Billy continues to repeat himself, so at the next break, I ask the tech if she can fix my music. She cannot. Sorry. Not allowed to access my personal phone, she explains. Billy and the MRI continue. The pillows are tight. The air in the tube is hot. It crosses my mind that, in an emergency, I could end up stuck inside the tube. I’m starting to freak out. How will I get out? If we lose power, the bed won’t move. I can’t extricate myself from these pillows. I’m going to suffocate in here!

♪Lost a lot of fights
But it taught me how to lose O.K.♪

Halfway through the scan, I am moved partially out of the tube to add something to my IV. This serves only to bunch up the pillows more, and their hold on me tightens when I’m rolled back into the tube. As we carry on, I start to get tremors from holding my body in place. I do everything I can to keep from moving as muscles cramp. Meanwhile, Billy is still keeping the faith, and I can’t stop thinking morbid thoughts. I am not ready to die. I can feel the tears burning their way out. Don’t move. Don’t cry. Tears fall anyway. Please, I pray, don’t let the crying make this go on longer. I try to stop and it’s worse. The panic button is hot in my hand. A choking sob is stuck in my throat. I’m going to choke on it or throw up. I press the button. The machine stops.

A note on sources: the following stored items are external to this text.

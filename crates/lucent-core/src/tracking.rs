//! Tracked-target state.

use crate::scene::{NodeId, SceneNode};
use crate::shapes::Uniform;
use serde::{Deserialize, Serialize};

/// Geometry of a node as last seen by the coordinator.
#[derive(Debug, Clone, Copy, PartialEq, Serialize, Deserialize)]
#[serde(rename_all = "camelCase")]
pub struct GeometrySnapshot {
    pub x: f64,
    pub y: f64,
    pub width: f64,
    pub height: f64,
    pub corner_radius: Uniform<f64>,
}

impl GeometrySnapshot {
    /// Snapshot from the absolute transform, or the local position when the
    /// transform is unavailable.
    pub fn from_node(node: &SceneNode) -> Self {
        let bounds = node.absolute_bounds().unwrap_or_else(|| node.local_bounds());
        Self {
            x: bounds.x0,
            y: bounds.y0,
            width: node.width,
            height: node.height,
            corner_radius: node.corner_radius,
        }
    }
}

#[derive(Debug, Clone, Copy, PartialEq)]
pub struct TrackedTarget {
    pub node: NodeId,
    pub last_observed: GeometrySnapshot,
}

/// At most one tracked glass element.
#[derive(Debug, Clone, Default)]
pub struct SyncState {
    tracked: Option<TrackedTarget>,
}

impl SyncState {
    pub fn new() -> Self {
        Self::default()
    }

    pub fn tracked(&self) -> Option<&TrackedTarget> {
        self.tracked.as_ref()
    }

    pub fn tracked_node(&self) -> Option<NodeId> {
        self.tracked.map(|t| t.node)
    }

    pub fn is_tracking(&self, node: NodeId) -> bool {
        self.tracked_node() == Some(node)
    }

    /// Start tracking `node`, replacing any previous target.
    pub fn track(&mut self, node: NodeId, snapshot: GeometrySnapshot) {
        self.tracked = Some(TrackedTarget {
            node,
            last_observed: snapshot,
        });
    }

    pub fn clear(&mut self) {
        self.tracked = None;
    }

    /// Record a geometry observation for `node`.
    ///
    /// Returns true when `node` is the tracked target and its geometry
    /// differs from the last observation. Observations of other nodes are
    /// ignored.
    pub fn observe(&mut self, node: NodeId, snapshot: GeometrySnapshot) -> bool {
        match &mut self.tracked {
            Some(target) if target.node == node => {
                if target.last_observed == snapshot {
                    false
                } else {
                    target.last_observed = snapshot;
                    true
                }
            }
            _ => false,
        }
    }
}

#[cfg(test)]
mod tests {
    use super::*;
    use uuid::Uuid;

    fn snapshot(x: f64, radius: f64) -> GeometrySnapshot {
        GeometrySnapshot {
            x,
            y: 0.0,
            width: 100.0,
            height: 50.0,
            corner_radius: Uniform::Single(radius),
        }
    }

    #[test]
    fn test_observe_detects_changes_once() {
        let node = Uuid::new_v4();
        let mut state = SyncState::new();
        state.track(node, snapshot(0.0, 10.0));

        assert!(!state.observe(node, snapshot(0.0, 10.0)));
        assert!(state.observe(node, snapshot(5.0, 10.0)));
        assert!(!state.observe(node, snapshot(5.0, 10.0)));
        assert!(state.observe(node, snapshot(5.0, 12.0)));
        assert_eq!(state.tracked().unwrap().last_observed, snapshot(5.0, 12.0));
    }

    #[test]
    fn test_observe_ignores_other_nodes() {
        let mut state = SyncState::new();
        let tracked = Uuid::new_v4();
        assert!(!state.observe(tracked, snapshot(0.0, 0.0)));

        state.track(tracked, snapshot(0.0, 0.0));
        assert!(!state.observe(Uuid::new_v4(), snapshot(9.0, 0.0)));
        assert!(state.is_tracking(tracked));

        state.clear();
        assert!(state.tracked_node().is_none());
    }
}
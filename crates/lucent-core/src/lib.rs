//! Lucent Core Library
//!
//! Platform-agnostic data model for the liquid-glass compositor: shape
//! classification, effect parameters, the scene host seam, region capture
//! and the tracking state used by the sync coordinator.

pub mod capture;
pub mod params;
pub mod scene;
pub mod shapes;
pub mod tracking;

pub use capture::{CaptureError, CaptureResult, CapturedRegion, RegionCapture, Suppressed, OFFSET};
pub use params::{EffectParameters, ParameterSummary};
pub use scene::{
    BoxFuture, MemoryScene, NodeId, NodeSpec, Primitive, SceneDocument, SceneError, SceneHost, SceneNode,
    SceneResult, SerializableColor, Viewport,
};
pub use shapes::{classify, ShapeDescriptor, ShapeKind, ShapeSummary, Uniform};
pub use tracking::{GeometrySnapshot, SyncState, TrackedTarget};
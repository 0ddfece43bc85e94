//! Shape descriptors and classification.
//!
//! Every downstream component consumes the [`ShapeDescriptor`] produced once
//! by [`classify`], instead of probing host nodes for capabilities.

mod classify;
mod uniform;

pub use classify::{classify, classify_kind};
pub use uniform::Uniform;

use serde::{Deserialize, Serialize};

/// Geometric family of a glass shape.
#[derive(Debug, Clone, Copy, PartialEq, Eq, Hash, Serialize, Deserialize)]
#[serde(rename_all = "kebab-case")]
pub enum ShapeKind {
    /// Axis-aligned (optionally rounded) rectangle.
    Rectangle,
    /// Axis-aligned ellipse.
    Ellipse,
    /// Anything else: rotated primitives, boolean results, free paths.
    Complex,
}

impl ShapeKind {
    pub fn name(self) -> &'static str {
        match self {
            ShapeKind::Rectangle => "rectangle",
            ShapeKind::Ellipse => "ellipse",
            ShapeKind::Complex => "complex",
        }
    }
}

/// Geometry of the shape being rendered. Immutable per render.
#[derive(Debug, Clone, Copy, PartialEq, Serialize, Deserialize)]
#[serde(rename_all = "camelCase")]
pub struct ShapeDescriptor {
    pub width: f64,
    pub height: f64,
    pub corner_radius: Uniform<f64>,
    pub kind: ShapeKind,
}

impl ShapeDescriptor {
    pub fn new(width: f64, height: f64, corner_radius: Uniform<f64>, kind: ShapeKind) -> Self {
        Self {
            width,
            height,
            corner_radius,
            kind,
        }
    }

    /// Plain rectangle.
    pub fn rectangle(width: f64, height: f64, corner_radius: f64) -> Self {
        Self::new(width, height, Uniform::Single(corner_radius), ShapeKind::Rectangle)
    }

    /// Plain ellipse.
    pub fn ellipse(width: f64, height: f64) -> Self {
        Self::new(width, height, Uniform::Single(0.0), ShapeKind::Ellipse)
    }

    /// Half width and half height.
    pub fn half_extents(&self) -> (f64, f64) {
        (self.width / 2.0, self.height / 2.0)
    }

    /// Corner radius actually used for rendering: heterogeneous radii
    /// render square, and the radius never exceeds half the smaller side.
    pub fn effective_corner_radius(&self) -> f64 {
        let radius = self.corner_radius.unwrap_or(0.0);
        let limit = (self.width.min(self.height) / 2.0).max(0.0);
        if radius.is_finite() {
            radius.clamp(0.0, limit)
        } else {
            0.0
        }
    }

    /// Degraded treatment of a shape whose outline could not be used:
    /// its bounding box as a square-cornered rectangle.
    pub fn bounding_rectangle(&self) -> Self {
        Self::rectangle(self.width, self.height, 0.0)
    }
}

/// Agreement of descriptors across a multi-target batch.
#[derive(Debug, Clone, Copy, PartialEq, Serialize, Deserialize)]
#[serde(rename_all = "camelCase")]
pub struct ShapeSummary {
    pub count: usize,
    pub width: Uniform<f64>,
    pub height: Uniform<f64>,
    pub corner_radius: Uniform<f64>,
    pub kind: Uniform<ShapeKind>,
}

impl ShapeSummary {
    /// Summarize descriptors. `None` when there are none.
    pub fn summarize<'a>(descriptors: impl IntoIterator<Item = &'a ShapeDescriptor>) -> Option<Self> {
        let mut summary: Option<Self> = None;
        for d in descriptors {
            summary = Some(match summary {
                None => Self {
                    count: 1,
                    width: Uniform::Single(d.width),
                    height: Uniform::Single(d.height),
                    corner_radius: d.corner_radius,
                    kind: Uniform::Single(d.kind),
                },
                Some(s) => Self {
                    count: s.count + 1,
                    width: s.width.merge(Uniform::Single(d.width)),
                    height: s.height.merge(Uniform::Single(d.height)),
                    corner_radius: s.corner_radius.merge(d.corner_radius),
                    kind: s.kind.merge(Uniform::Single(d.kind)),
                },
            });
        }
        summary
    }
}
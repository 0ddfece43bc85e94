//! WGSL source of the glass program.

/// Glass program: full-screen quad vertex stage plus the refraction,
/// chromatic aberration and frost fragment stage.
///
/// Bindings (group 0):
/// - 0: `uniforms`, a `GlassUniforms` block
/// - 1: `background_texture`, the captured region
/// - 2: `background_sampler`, linear, clamp-to-edge
/// - 3: `distance_texture`, the complex-shape distance field (R channel)
pub const GLASS_SHADER: &str = r#"
// ============================================================================
// Lucent Glass Shader
// ============================================================================

struct GlassUniforms {
    resolution: vec2<f32>,
    shape_size: vec2<f32>,
    corner_radius: f32,
    edge_thickness: f32,
    refraction_strength: f32,
    chromatic_aberration: f32,
    frost_radius: f32,
    shape_kind: u32,
    use_distance_field: u32,
    _padding: f32,
}

const SHAPE_RECTANGLE: u32 = 0u;
const SHAPE_ELLIPSE: u32 = 1u;
const SHAPE_COMPLEX: u32 = 2u;

const MAX_FROST_TAPS: f32 = 6.0;

@group(0) @binding(0) var<uniform> uniforms: GlassUniforms;
@group(0) @binding(1) var background_texture: texture_2d<f32>;
@group(0) @binding(2) var background_sampler: sampler;
@group(0) @binding(3) var distance_texture: texture_2d<f32>;

struct VertexOutput {
    @builtin(position) position: vec4<f32>,
    @location(0) uv: vec2<f32>,
}

@vertex
fn vs_main(@builtin(vertex_index) vertex_index: u32) -> VertexOutput {
    var corners = array<vec2<f32>, 6>(
        vec2<f32>(-1.0, -1.0),
        vec2<f32>(1.0, -1.0),
        vec2<f32>(-1.0, 1.0),
        vec2<f32>(-1.0, 1.0),
        vec2<f32>(1.0, -1.0),
        vec2<f32>(1.0, 1.0),
    );
    let corner = corners[vertex_index];

    var out: VertexOutput;
    out.position = vec4<f32>(corner, 0.0, 1.0);
    out.uv = vec2<f32>(corner.x * 0.5 + 0.5, 0.5 - corner.y * 0.5);
    return out;
}

// Rounded box, half extents b, radius r.
fn sd_rounded_box(p: vec2<f32>, b: vec2<f32>, r: f32) -> f32 {
    let q = abs(p) - b + vec2<f32>(r, r);
    return min(max(q.x, q.y), 0.0) + length(max(q, vec2<f32>(0.0, 0.0))) - r;
}

fn sd_ellipse(p: vec2<f32>, radii: vec2<f32>) -> f32 {
    let k0 = length(p / radii);
    let k1 = length(p / (radii * radii));
    if (k1 == 0.0) {
        return -min(radii.x, radii.y);
    }
    return k0 * (k0 - 1.0) / k1;
}

fn shape_distance(p: vec2<f32>, uv: vec2<f32>) -> f32 {
    if (uniforms.use_distance_field != 0u) {
        let stored = textureSampleLevel(distance_texture, background_sampler, uv, 0.0).r;
        return (stored - 0.5) * min(uniforms.resolution.x, uniforms.resolution.y);
    }
    let half_size = uniforms.shape_size * 0.5;
    if (uniforms.shape_kind == SHAPE_ELLIPSE) {
        return sd_ellipse(p, half_size);
    }
    let radius = clamp(uniforms.corner_radius, 0.0, min(half_size.x, half_size.y));
    return sd_rounded_box(p, half_size, radius);
}

fn sample_background(uv: vec2<f32>) -> vec4<f32> {
    return textureSampleLevel(background_texture, background_sampler, uv, 0.0);
}

// Square Gaussian window, at most 13x13 taps.
fn frost_sample(uv: vec2<f32>) -> vec4<f32> {
    let radius = uniforms.frost_radius;
    if (radius < 0.1) {
        return sample_background(uv);
    }

    let taps = i32(min(ceil(radius), MAX_FROST_TAPS));
    let stride = max(1.0, radius / MAX_FROST_TAPS);
    let sigma = radius / 3.0;
    let texel = vec2<f32>(1.0, 1.0) / uniforms.resolution;

    var total = vec4<f32>(0.0, 0.0, 0.0, 0.0);
    var weight_sum: f32 = 0.0;
    for (var y: i32 = -taps; y <= taps; y = y + 1) {
        for (var x: i32 = -taps; x <= taps; x = x + 1) {
            let offset = vec2<f32>(f32(x), f32(y)) * stride;
            let weight = exp(-dot(offset, offset) / (2.0 * sigma * sigma));
            total = total + sample_background(uv + offset * texel) * weight;
            weight_sum = weight_sum + weight;
        }
    }
    return total / weight_sum;
}

@fragment
fn fs_main(input: VertexOutput) -> @location(0) vec4<f32> {
    let uv = input.uv;
    let p = uv * uniforms.resolution - uniforms.resolution * 0.5;

    let sdf = shape_distance(p, uv);
    if (sdf > 0.0) {
        return sample_background(uv);
    }

    var edge: f32 = 0.0;
    if (uniforms.edge_thickness > 0.0) {
        edge = clamp((sdf + uniforms.edge_thickness) / uniforms.edge_thickness, 0.0, 1.0);
    }
    let distortion = uniforms.refraction_strength * edge * edge;

    var dir = vec2<f32>(0.70710678, 0.70710678);
    if (length(p) > 0.001) {
        dir = normalize(p);
    }
    let texel_step = dir / uniforms.resolution;

    let aberration = uniforms.chromatic_aberration;
    if (aberration > 0.001 && edge > 0.0) {
        let red = frost_sample(uv - texel_step * max(0.0, distortion - aberration * 0.5));
        let green = frost_sample(uv - texel_step * distortion);
        let blue = frost_sample(uv - texel_step * (distortion + aberration * 0.5));
        return vec4<f32>(red.r, green.g, blue.b, green.a);
    }

    return frost_sample(uv - texel_step * distortion);
}
"#;
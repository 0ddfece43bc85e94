//! Scene host abstraction.
//!
//! The compositor never touches a design document directly. Everything it
//! needs from the host (node geometry, stacking order, visibility, raster
//! snapshots, vector outlines, selection and viewport) goes through the
//! [`SceneHost`] trait. Suspending operations return a [`BoxFuture`].

mod memory;

pub use memory::{MemoryScene, NodeSpec, SceneDocument};

use crate::params::EffectParameters;
use crate::shapes::Uniform;
use image::RgbaImage;
use kurbo::{Affine, Point, Rect};
use peniko::Color;
use serde::{Deserialize, Serialize};
use std::future::Future;
use std::pin::Pin;
use std::time::Duration;
use thiserror::Error;
use uuid::Uuid;

/// Unique identifier for scene nodes.
pub type NodeId = Uuid;

/// Scene host errors.
#[derive(Debug, Error)]
pub enum SceneError {
    #[error("Node not found: {0}")]
    NotFound(NodeId),
    #[error("Node {0} has no valid absolute transform")]
    MissingTransform(NodeId),
    #[error("Rasterization failed: {0}")]
    Rasterize(String),
    #[error("Outline export failed: {0}")]
    Export(String),
    #[error("Scene error: {0}")]
    Other(String),
}

/// Result type for scene operations.
pub type SceneResult<T> = Result<T, SceneError>;

/// Boxed future for host operations.
///
/// No `Send` bound: the host and the coordinator share a single logical
/// thread of control.
pub type BoxFuture<'a, T> = Pin<Box<dyn Future<Output = T> + 'a>>;

/// Serializable color representation (RGBA8).
#[derive(Debug, Clone, Copy, PartialEq, Eq, Serialize, Deserialize)]
pub struct SerializableColor {
    pub r: u8,
    pub g: u8,
    pub b: u8,
    pub a: u8,
}

impl SerializableColor {
    pub fn new(r: u8, g: u8, b: u8, a: u8) -> Self {
        Self { r, g, b, a }
    }

    pub fn white() -> Self {
        Self::new(255, 255, 255, 255)
    }

    pub fn to_rgba(self) -> [u8; 4] {
        [self.r, self.g, self.b, self.a]
    }
}

impl From<SerializableColor> for Color {
    fn from(color: SerializableColor) -> Self {
        Color::from_rgba8(color.r, color.g, color.b, color.a)
    }
}

/// Primitive node type as reported by the host.
#[derive(Debug, Clone, Copy, PartialEq, Eq, Serialize, Deserialize)]
#[serde(rename_all = "kebab-case")]
pub enum Primitive {
    Page,
    Frame,
    Group,
    Rectangle,
    Ellipse,
    Vector,
    BooleanOperation,
    Text,
    Other,
}

/// Snapshot of one scene node, taken at the moment it was requested.
#[derive(Debug, Clone, PartialEq)]
pub struct SceneNode {
    pub id: NodeId,
    pub name: String,
    pub primitive: Primitive,
    pub parent: Option<NodeId>,
    /// Children, back to front. A higher index is stacked above a lower one.
    pub children: Vec<NodeId>,
    pub visible: bool,
    pub opacity: f64,
    /// Absolute (canvas space) transform. `None` when the host cannot
    /// provide one.
    pub absolute_transform: Option<Affine>,
    /// Position relative to the parent.
    pub position: Point,
    pub width: f64,
    pub height: f64,
    /// Rotation in degrees.
    pub rotation: f64,
    pub corner_radius: Uniform<f64>,
    /// Effect parameters, present only on glass elements.
    pub glass: Option<EffectParameters>,
}

impl SceneNode {
    /// Absolute bounding box from the transform's translation and the
    /// node size. `None` if the transform is missing or not finite.
    pub fn absolute_bounds(&self) -> Option<Rect> {
        let transform = self.absolute_transform?;
        let coeffs = transform.as_coeffs();
        if coeffs.iter().any(|c| !c.is_finite()) || !self.width.is_finite() || !self.height.is_finite() {
            return None;
        }
        let (x, y) = (coeffs[4], coeffs[5]);
        Some(Rect::new(x, y, x + self.width, y + self.height))
    }

    /// Bounding box from the parent-relative position.
    pub fn local_bounds(&self) -> Rect {
        Rect::new(
            self.position.x,
            self.position.y,
            self.position.x + self.width,
            self.position.y + self.height,
        )
    }

    /// Whether this node is a glass element the coordinator may track.
    pub fn is_eligible(&self) -> bool {
        self.glass.is_some()
    }
}

/// Canvas viewport.
#[derive(Debug, Clone, Copy, PartialEq, Serialize, Deserialize)]
pub struct Viewport {
    pub center: Point,
    pub zoom: f64,
}

impl Default for Viewport {
    fn default() -> Self {
        Self {
            center: Point::ZERO,
            zoom: 1.0,
        }
    }
}

/// Interface to the host design document.
pub trait SceneHost {
    /// The page holding every other node.
    fn page(&self) -> NodeId;

    /// Snapshot a node. `None` if it no longer exists.
    fn node(&self, id: NodeId) -> Option<SceneNode>;

    /// Set a node's opacity.
    fn set_opacity(&self, id: NodeId, opacity: f64) -> SceneResult<()>;

    /// Store new effect parameters on a glass element.
    fn set_effect_parameters(&self, id: NodeId, params: EffectParameters) -> SceneResult<()>;

    /// Current selection, in selection order.
    fn selection(&self) -> Vec<NodeId>;

    /// Replace the current selection.
    fn set_selection(&self, nodes: &[NodeId]) -> SceneResult<()>;

    /// Current viewport.
    fn viewport(&self) -> Viewport;

    /// Move the viewport.
    fn set_viewport(&self, viewport: Viewport) -> SceneResult<()>;

    /// Rasterize exactly `rect` (canvas coordinates, 1px per unit).
    fn rasterize(&self, rect: Rect) -> BoxFuture<'_, SceneResult<RgbaImage>>;

    /// Export a node's vector outline as an SVG document.
    fn export_outline(&self, id: NodeId) -> BoxFuture<'_, SceneResult<String>>;

    /// Yield to the host for `duration`.
    fn pause(&self, duration: Duration) -> BoxFuture<'_, ()>;

    /// Collect every glass element in the given subtrees, depth first.
    fn glass_nodes_under(&self, roots: &[NodeId]) -> Vec<NodeId> {
        let mut found = Vec::new();
        let mut stack: Vec<NodeId> = roots.iter().rev().copied().collect();
        while let Some(id) = stack.pop() {
            let Some(node) = self.node(id) else {
                continue;
            };
            if node.is_eligible() {
                found.push(id);
            }
            stack.extend(node.children.iter().rev().copied());
        }
        found
    }
}

#[cfg(test)]
mod tests {
    use super::*;

    fn node_at(x: f64, y: f64) -> SceneNode {
        SceneNode {
            id: Uuid::new_v4(),
            name: "node".to_string(),
            primitive: Primitive::Rectangle,
            parent: None,
            children: Vec::new(),
            visible: true,
            opacity: 1.0,
            absolute_transform: Some(Affine::translate((x, y))),
            position: Point::new(5.0, 6.0),
            width: 40.0,
            height: 30.0,
            rotation: 0.0,
            corner_radius: Uniform::Single(0.0),
            glass: None,
        }
    }

    #[test]
    fn test_absolute_bounds_from_translation() {
        let node = node_at(100.0, 50.0);
        let bounds = node.absolute_bounds().unwrap();
        assert!((bounds.x0 - 100.0).abs() < f64::EPSILON);
        assert!((bounds.y1 - 80.0).abs() < f64::EPSILON);
    }

    #[test]
    fn test_absolute_bounds_missing_transform() {
        let mut node = node_at(0.0, 0.0);
        node.absolute_transform = None;
        assert!(node.absolute_bounds().is_none());

        node.absolute_transform = Some(Affine::translate((f64::NAN, 0.0)));
        assert!(node.absolute_bounds().is_none());
    }

    #[test]
    fn test_local_bounds() {
        let node = node_at(0.0, 0.0);
        let bounds = node.local_bounds();
        assert!((bounds.x0 - 5.0).abs() < f64::EPSILON);
        assert!((bounds.y1 - 36.0).abs() < f64::EPSILON);
    }

    #[test]
    fn test_color_conversion() {
        let color: Color = SerializableColor::new(10, 20, 30, 128).into();
        let rgba = color.to_rgba8();
        assert_eq!((rgba.r, rgba.g, rgba.b, rgba.a), (10, 20, 30, 128));
    }
}
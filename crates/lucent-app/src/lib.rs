//! Lucent Application
//!
//! The sync coordinator tying a scene host to the optical compositor,
//! the message protocol spoken with the host, and configuration.

mod config;
mod coordinator;
mod pipeline;
mod protocol;
mod writeback;

pub use config::{AppConfig, ConfigError, RecapturePolicy};
pub use coordinator::{BatchOutcome, BatchReport, SyncCoordinator, SyncHandle};
pub use pipeline::{CycleError, CycleResult, RenderCycle, RenderedGlass};
pub use protocol::{decode_data_url, encode_data_url, ImageCaptured, Inbound, Outbound, ProtocolError};
pub use writeback::{Recorder, WriteBack, WriteBackError};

♪We were keeping the faith
Yeah, yeah, yeah, yeah
Keeping the faith♪

“Are you okay?” the radiology tech buzzes in.

I say, “No, I need a break.”

Then I hear what I can only assume is Charlie Brown’s teacher over the static of the walkie-talkie radio.

“What?” I’m outright crying now.

“Mwah mwah mwah mwahmwah mwah,” they repeat.

Through sobs, I cry out, “I! Can’t! Hear! You!”

Silence. A second later, a door opens and I think, this is it, they’re going to let me out! Instead, the headphones are removed from my head. The hell? I break all the rules and tilt my head back an inch. Well, hey, the tube is open at the top! My head is about a foot from freedom. I can crawl out the top! That’s my aha moment in the MRI — the realization that the pillows are at the bottom and I can crawl out the top of the tube if I need to. The tech tells me it’s going to be 10 more minutes. Can I hang on for 10 minutes? With a hole at the top for my escape? You betcha! Ten minutes to plot my escape from the tube in case of emergency. They restart. And, so does Billy Joel.

♪Ate an awful lot of late night drive-in food
Drank a lot of take-home pay
I thought I was the duke of earl
When I made it with a red-haired girl♪

True to their word, we are done about 10 minutes later. My body shakes as I am extracted from the tube; muscles week from holding in place for so long.

♪I told you my reasons for the whole revival
Now I’m going outside to have An ice cold beer in the shade♪

As soon as the IV is out, I stumble to the waiting room and my wife. After 45 minutes of Billy Joel’s “Keeping the Faith,” I lose my shit. I fall onto the hard chair and collapse sobbing.

“I am done with the tests,” I declare. It is time to move on.

What I don’t say, what I can’t put words to yet is that I’m terrified will die. Instead, I tell her about Billy and Keeping the Faith, and we find a way to laugh through the tears. Something that will soon prove to be our greatest weapon in the coming fight.

♪Oh, I’m going to listen to my 45’s
Ain’t it wonderful to be alive
When the rock ‘n’ roll plays, yeah.♪

 

*With gratitude to Billy Joel’s “Keeping the Faith,” 1983.